We review the origins and dispersal of rice in Asia based on a data base of 443 archaeobotanical reports. Evidence is considered in terms of quality, and especially whether there are data indicating the mode of cultivation, in flooded ('paddy' or 'wet') or non-flooded ('dry') fields. At present it appears that early rice cultivation in the Yangtze region and southern China was based on wet, paddy-field systems from early on, before 4000 bc, whereas early rice in northern India and Thailand was predominantly dry rice at 2000 bc, with a transition to flooded rice documented for India at c. 1000 bc. On the basis of these data we have developed a GIS spatial model of the spread of rice and the growth of land area under paddy rice. This is then compared with a review of the spread of ungulate livestock (cattle, water buffalo, sheep, goat) throughout the Old World. After the initial dispersal through Europe and around the Mediterranean (7000-4000 bc), the major period of livestock expansion is after 3000 bc, into the Sub-Saharan savannas, through monsoonal India and into central China. Further expansion, to southern Africa and Southeast Asia dates mostly after 1000 bc.
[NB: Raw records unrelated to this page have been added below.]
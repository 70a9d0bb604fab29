//! Error types for the ledger capability, key namespace and translator.

use thiserror::Error;

/// Failure reported by a ledger backend.
#[derive(Debug, Clone, PartialEq, Eq, Error)]
pub enum LedgerError {
    #[error("ledger unavailable: {0}")]
    Unavailable(String),

    #[error("ledger backend error: {0}")]
    Backend(String),
}

#[derive(Debug, Clone, PartialEq, Eq, Error)]
pub enum KeyError {
    #[error("not a valid utf8 string: [{0:?}]")]
    InvalidUtf8(Vec<u8>),

    #[error("input contains reserved rune U+{rune:04X}: [{component}]")]
    ReservedRune { component: String, rune: u32 },

    #[error("not a composite key: [{0}]")]
    NotComposite(String),

    #[error("not a token key: [{0}]")]
    NotTokenKey(String),
}

#[derive(Debug, Error)]
pub enum TranslatorError {
    #[error(transparent)]
    Key(#[from] KeyError),

    #[error("ledger {op} failed on [{key}]: {source}")]
    Ledger {
        op: &'static str,
        key: String,
        #[source]
        source: LedgerError,
    },

    #[error("token already exists: [{0}]")]
    TokenExists(String),

    #[error("input is already spent: [{0}]")]
    AlreadySpent(String),

    #[error("input [{0}] is spent more than once in this transaction")]
    DuplicateSpend(String),

    #[error("token request with same ID already exists: [{0}]")]
    DuplicateTokenRequest(String),

    #[error("entry with {kind} metadata key [{key}] is already occupied")]
    MetadataOccupied { kind: &'static str, key: String },

    #[error("output for key [{0}] does not exist")]
    MissingOutput(String),

    #[error("failed querying tokens: [{}]", .0.join("; "))]
    Query(Vec<String>),

    #[error("failed serializing action: {0}")]
    Serialization(String),
}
Based on these two data sets we provide a quantitative model of the land area under irrigated rice, and its likely methane output, through the mid to late Holocene, for comparison to a more preliminary estimate of the expansion of methane-producing livestock. Both data sets are congruent with an anthropogenic source of later Holocene methane after 3000 bc, although it may be that increase in methane input from livestock was most significant in the 3000-1000 bc period, whereas rice paddies become an increasingly significant source especially after 2000 bc.